Specifically, these two pieces set the basis for where pricing can go once the product reaches the store.


Novakovic gave the example of a higher-end cheese. In the case of that type of product, a lot of time is spent developing the brand and making a product that has inputs beyond a deli or value brand cheese. Those become embedded costs in the product and affect what type of retailer might market them.

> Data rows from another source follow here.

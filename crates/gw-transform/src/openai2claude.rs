//! OpenAI chat-completions ↔ Claude messages, OpenAI → Claude direction.
//! Contract: spec.md §4.10 "OpenAI → Claude (request)".

use gw_protocol::claude;
use gw_protocol::openai;
use gw_protocol::sse::SseEvent;
use serde_json::Value;

use crate::registry::{BlockKind, StreamState, TransformError};

const DEFAULT_MAX_TOKENS: u32 = 32_000;

pub fn transform_request(body: Value) -> Result<Value, TransformError> {
    let request: openai::ChatCompletionRequest = match serde_json::from_value(body) {
        Ok(request) => request,
        Err(error) => {
            tracing::warn!(event = "transform_parse_error", pair = "openai->claude", %error);
            return Ok(empty_claude_request());
        }
    };

    let mut system_texts = Vec::new();
    let mut messages = Vec::new();

    for message in request.messages {
        if message.role == "system" || message.role == "developer" {
            if let Some(text) = content_to_text(message.content) {
                system_texts.push(text);
            }
            continue;
        }
        messages.push(map_message(message));
    }

    let system = (!system_texts.is_empty())
        .then(|| claude::SystemPrompt::Text(system_texts.join("\n")));

    let tools = request.tools.map(|tools| {
        tools
            .into_iter()
            .map(|tool| claude::ToolDefinition {
                name: tool.function.name,
                description: tool.function.description,
                input_schema: tool.function.parameters,
            })
            .collect()
    });

    let tool_choice = request.tool_choice.map(map_tool_choice);

    let out = claude::CreateMessageRequest {
        model: request.model,
        system,
        messages,
        max_tokens: request.max_tokens.unwrap_or(DEFAULT_MAX_TOKENS),
        temperature: request.temperature,
        top_p: request.top_p,
        stream: request.stream,
        tools,
        tool_choice,
    };

    Ok(serde_json::to_value(out)?)
}

fn map_message(message: openai::ChatMessage) -> claude::Message {
    if message.role == "tool" {
        let tool_use_id = message.tool_call_id.unwrap_or_default();
        let text = content_to_text(message.content).unwrap_or_default();
        return claude::Message {
            role: "user".to_string(),
            content: claude::MessageContent::Blocks(vec![claude::ContentBlock::ToolResult {
                tool_use_id,
                content: claude::ToolResultContent::Text(text),
                is_error: false,
            }]),
        };
    }

    let mut blocks = Vec::new();
    match message.content {
        Some(openai::MessageContent::Text(text)) if !text.is_empty() => {
            blocks.push(claude::ContentBlock::Text { text });
        }
        Some(openai::MessageContent::Parts(parts)) => {
            for part in parts {
                match part {
                    openai::ContentPart::Text { text } => {
                        blocks.push(claude::ContentBlock::Text { text });
                    }
                    openai::ContentPart::ImageUrl { image_url } => {
                        blocks.push(claude::ContentBlock::Image {
                            source: map_image_source(&image_url.url),
                        });
                    }
                }
            }
        }
        _ => {}
    }

    if let Some(tool_calls) = message.tool_calls {
        for call in tool_calls {
            let input = serde_json::from_str(&call.function.arguments)
                .unwrap_or(Value::String(call.function.arguments));
            blocks.push(claude::ContentBlock::ToolUse {
                id: call.id,
                name: call.function.name,
                input,
            });
        }
    }

    claude::Message {
        role: message.role,
        content: claude::MessageContent::Blocks(blocks),
    }
}

fn map_image_source(url: &str) -> claude::ImageSource {
    if let Some(rest) = url.strip_prefix("data:")
        && let Some((meta, data)) = rest.split_once(',')
        && let Some((media_type, encoding)) = meta.split_once(';')
        && encoding == "base64"
    {
        return claude::ImageSource::Base64 {
            media_type: media_type.to_string(),
            data: data.to_string(),
        };
    }
    claude::ImageSource::Url { url: url.to_string() }
}

fn map_tool_choice(choice: openai::ToolChoice) -> claude::ToolChoice {
    match choice {
        openai::ToolChoice::Str(value) => match value.as_str() {
            "required" => claude::ToolChoice::Any,
            "none" => claude::ToolChoice::None,
            _ => claude::ToolChoice::Auto,
        },
        openai::ToolChoice::Function { function, .. } => claude::ToolChoice::Tool {
            name: function.name,
        },
    }
}

fn content_to_text(content: Option<openai::MessageContent>) -> Option<String> {
    match content {
        Some(openai::MessageContent::Text(text)) => Some(text),
        Some(openai::MessageContent::Parts(parts)) => {
            let text = parts
                .into_iter()
                .filter_map(|part| match part {
                    openai::ContentPart::Text { text } => Some(text),
                    openai::ContentPart::ImageUrl { .. } => None,
                })
                .collect::<Vec<_>>()
                .join("\n");
            Some(text)
        }
        None => None,
    }
}

fn empty_claude_request() -> Value {
    serde_json::json!({
        "model": "",
        "messages": [],
        "max_tokens": DEFAULT_MAX_TOKENS,
    })
}

/// Provider (Claude) response → client (OpenAI) response.
pub fn transform_response(body: Value) -> Result<Value, TransformError> {
    let response: claude::CreateMessageResponse = match serde_json::from_value(body) {
        Ok(response) => response,
        Err(error) => {
            tracing::warn!(event = "transform_parse_error", pair = "openai<-claude_response", %error);
            return Ok(Value::Null);
        }
    };

    let mut text = String::new();
    let mut tool_calls = Vec::new();
    for block in response.content {
        match block {
            claude::ContentBlock::Text { text: part } => text.push_str(&part),
            claude::ContentBlock::ToolUse { id, name, input } => {
                tool_calls.push(openai::ToolCall {
                    id,
                    kind: "function".to_string(),
                    function: openai::FunctionCall {
                        name,
                        arguments: input.to_string(),
                    },
                });
            }
            _ => {}
        }
    }

    let message = openai::ChatMessage {
        role: "assistant".to_string(),
        content: (!text.is_empty()).then_some(openai::MessageContent::Text(text)),
        tool_calls: (!tool_calls.is_empty()).then_some(tool_calls),
        tool_call_id: None,
        name: None,
    };

    let out = openai::ChatCompletionResponse {
        id: response.id,
        model: response.model,
        choices: vec![openai::Choice {
            index: 0,
            message,
            finish_reason: response.stop_reason.map(|reason| map_stop_reason(&reason)),
        }],
        usage: Some(openai::Usage {
            prompt_tokens: response.usage.input_tokens,
            completion_tokens: response.usage.output_tokens,
            total_tokens: response.usage.input_tokens + response.usage.output_tokens,
            prompt_tokens_details: Some(openai::PromptTokensDetails {
                cached_tokens: response.usage.cache_read_input_tokens,
            }),
            completion_tokens_details: None,
        }),
    };

    Ok(serde_json::to_value(out)?)
}

fn map_stop_reason(reason: &str) -> String {
    match reason {
        "end_turn" | "stop_sequence" => "stop".to_string(),
        "max_tokens" => "length".to_string(),
        "tool_use" => "tool_calls".to_string(),
        other => other.to_string(),
    }
}

/// Provider (Claude) SSE event → client (OpenAI) chunk(s). Claude frames
/// one block (text, thinking, or tool-use) at a time via
/// `content_block_start/delta/stop`; OpenAI has no block framing, so
/// only `content_block_delta` (and the tool-use `content_block_start`,
/// which carries the call's `id`/`name`) produce output.
pub fn transform_stream_chunk(event: SseEvent, state: &mut StreamState) -> Vec<SseEvent> {
    let Ok(native) = serde_json::from_str::<claude::StreamEvent>(&event.data) else {
        tracing::warn!(event = "transform_stream_parse_error", pair = "openai<-claude_stream");
        return Vec::new();
    };

    match native {
        claude::StreamEvent::MessageStart { message } => {
            state.message_id = Some(message.id);
            state.model = Some(message.model);
            state.message_started = true;
            vec![chunk_event(role_delta_chunk(state))]
        }
        claude::StreamEvent::ContentBlockStart { index, content_block } => {
            state.block_index = index;
            match content_block {
                claude::ContentBlock::ToolUse { id, name, .. } => {
                    state.current_block_type = Some(BlockKind::ToolUse);
                    state.has_tool_call = true;
                    vec![chunk_event(tool_call_start_chunk(state, index, id, name))]
                }
                claude::ContentBlock::Text { .. } => {
                    state.current_block_type = Some(BlockKind::Text);
                    Vec::new()
                }
                _ => {
                    state.current_block_type = Some(BlockKind::Thinking);
                    Vec::new()
                }
            }
        }
        claude::StreamEvent::ContentBlockDelta { index, delta } => match delta {
            claude::ContentBlockDelta::TextDelta { text } => {
                vec![chunk_event(text_delta_chunk(state, text))]
            }
            claude::ContentBlockDelta::InputJsonDelta { partial_json } => {
                vec![chunk_event(tool_call_delta_chunk(state, index, partial_json))]
            }
            claude::ContentBlockDelta::ThinkingDelta { .. } => Vec::new(),
        },
        claude::StreamEvent::ContentBlockStop { .. } => {
            state.current_block_type = None;
            Vec::new()
        }
        claude::StreamEvent::MessageDelta { delta, usage } => {
            vec![chunk_event(message_delta_chunk(state, delta.stop_reason.as_deref(), usage))]
        }
        claude::StreamEvent::MessageStop => {
            vec![SseEvent { event: None, data: "[DONE]".to_string() }]
        }
        claude::StreamEvent::Ping => Vec::new(),
    }
}

fn chunk_event(chunk: openai::ChatCompletionChunk) -> SseEvent {
    SseEvent {
        event: None,
        data: serde_json::to_string(&chunk).unwrap_or_default(),
    }
}

fn base_chunk(state: &StreamState) -> openai::ChatCompletionChunk {
    openai::ChatCompletionChunk {
        id: state.message_id.clone().unwrap_or_default(),
        model: state.model.clone().unwrap_or_default(),
        choices: Vec::new(),
        usage: None,
    }
}

fn choice(delta: openai::ChatMessageDelta, finish_reason: Option<String>) -> openai::ChunkChoice {
    openai::ChunkChoice { index: 0, delta, finish_reason }
}

fn role_delta_chunk(state: &StreamState) -> openai::ChatCompletionChunk {
    let mut chunk = base_chunk(state);
    chunk.choices.push(choice(
        openai::ChatMessageDelta { role: Some("assistant".to_string()), ..Default::default() },
        None,
    ));
    chunk
}

fn text_delta_chunk(state: &StreamState, text: String) -> openai::ChatCompletionChunk {
    let mut chunk = base_chunk(state);
    chunk.choices.push(choice(openai::ChatMessageDelta { content: Some(text), ..Default::default() }, None));
    chunk
}

fn tool_call_start_chunk(state: &StreamState, index: u32, id: String, name: String) -> openai::ChatCompletionChunk {
    let mut chunk = base_chunk(state);
    chunk.choices.push(choice(
        openai::ChatMessageDelta {
            tool_calls: Some(vec![openai::ToolCallDelta {
                index,
                id: Some(id),
                function: Some(openai::FunctionCallDelta { name: Some(name), arguments: Some(String::new()) }),
            }]),
            ..Default::default()
        },
        None,
    ));
    chunk
}

fn tool_call_delta_chunk(state: &StreamState, index: u32, partial_json: String) -> openai::ChatCompletionChunk {
    let mut chunk = base_chunk(state);
    chunk.choices.push(choice(
        openai::ChatMessageDelta {
            tool_calls: Some(vec![openai::ToolCallDelta {
                index,
                id: None,
                function: Some(openai::FunctionCallDelta { name: None, arguments: Some(partial_json) }),
            }]),
            ..Default::default()
        },
        None,
    ));
    chunk
}

fn message_delta_chunk(
    state: &StreamState,
    stop_reason: Option<&str>,
    usage: claude::MessageUsage,
) -> openai::ChatCompletionChunk {
    let mut chunk = base_chunk(state);
    chunk.choices.push(choice(openai::ChatMessageDelta::default(), stop_reason.map(map_stop_reason)));
    chunk.usage = Some(openai::Usage {
        prompt_tokens: usage.input_tokens,
        completion_tokens: usage.output_tokens,
        total_tokens: usage.input_tokens + usage.output_tokens,
        prompt_tokens_details: Some(openai::PromptTokensDetails { cached_tokens: usage.cache_read_input_tokens }),
        completion_tokens_details: None,
    });
    chunk
}

#[cfg(test)]
mod stream_tests {
    use super::*;

    #[test]
    fn message_start_emits_role_chunk() {
        let mut state = StreamState::default();
        let event = SseEvent {
            event: Some("message_start".to_string()),
            data: serde_json::to_string(&claude::StreamEvent::MessageStart {
                message: claude::CreateMessageResponse {
                    id: "msg_1".to_string(),
                    model: "claude-x".to_string(),
                    role: "assistant".to_string(),
                    content: vec![],
                    stop_reason: None,
                    usage: claude::MessageUsage::default(),
                },
            })
            .unwrap(),
        };
        let out = transform_stream_chunk(event, &mut state);
        assert_eq!(out.len(), 1);
        assert!(out[0].data.contains("\"role\":\"assistant\""));
        assert_eq!(state.message_id.as_deref(), Some("msg_1"));
    }

    #[test]
    fn message_stop_emits_done_sentinel() {
        let mut state = StreamState::default();
        let event = SseEvent { event: Some("message_stop".to_string()), data: "{\"type\":\"message_stop\"}".to_string() };
        let out = transform_stream_chunk(event, &mut state);
        assert_eq!(out[0].data, "[DONE]");
    }

    #[test]
    fn text_delta_forwards_content() {
        let mut state = StreamState::default();
        let event = SseEvent {
            event: Some("content_block_delta".to_string()),
            data: serde_json::to_string(&claude::StreamEvent::ContentBlockDelta {
                index: 0,
                delta: claude::ContentBlockDelta::TextDelta { text: "hi".to_string() },
            })
            .unwrap(),
        };
        let out = transform_stream_chunk(event, &mut state);
        assert!(out[0].data.contains("\"content\":\"hi\""));
    }
}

To the third key, transformation and transportation, Novakovic did some myth busting. It’s often true, but not always, that processing an original farm product results in a lower farm share price of the final item. “The example I always like to give is buying a fresh orange versus buying a frozen concentrated orange juice,” he shared. “I can tell you right now that the farm share of frozen orange juice in New York City is a hell of a lot higher than the farm share of a fresh orange delivered to New York City. Guess why? There are not a lot of oranges grown in New York City, and getting anything that started its life as an orange into New York City takes some transportation costs.”


Novakovic’s final key to consider is also relevant in the example of orange juice concentrate – storage. In the case of cheese, anything that is stored is inherently going to carry higher prices in the store because of the amount of time it’s going to spend in the aging facility, which, of course, costs money.


“There are a lot of factors that go into the difference between my price and what I see in the grocery store,” he concluded. “Some of them are influenced by who’s selling the product. A lot of it is influenced by who’s buying the product.”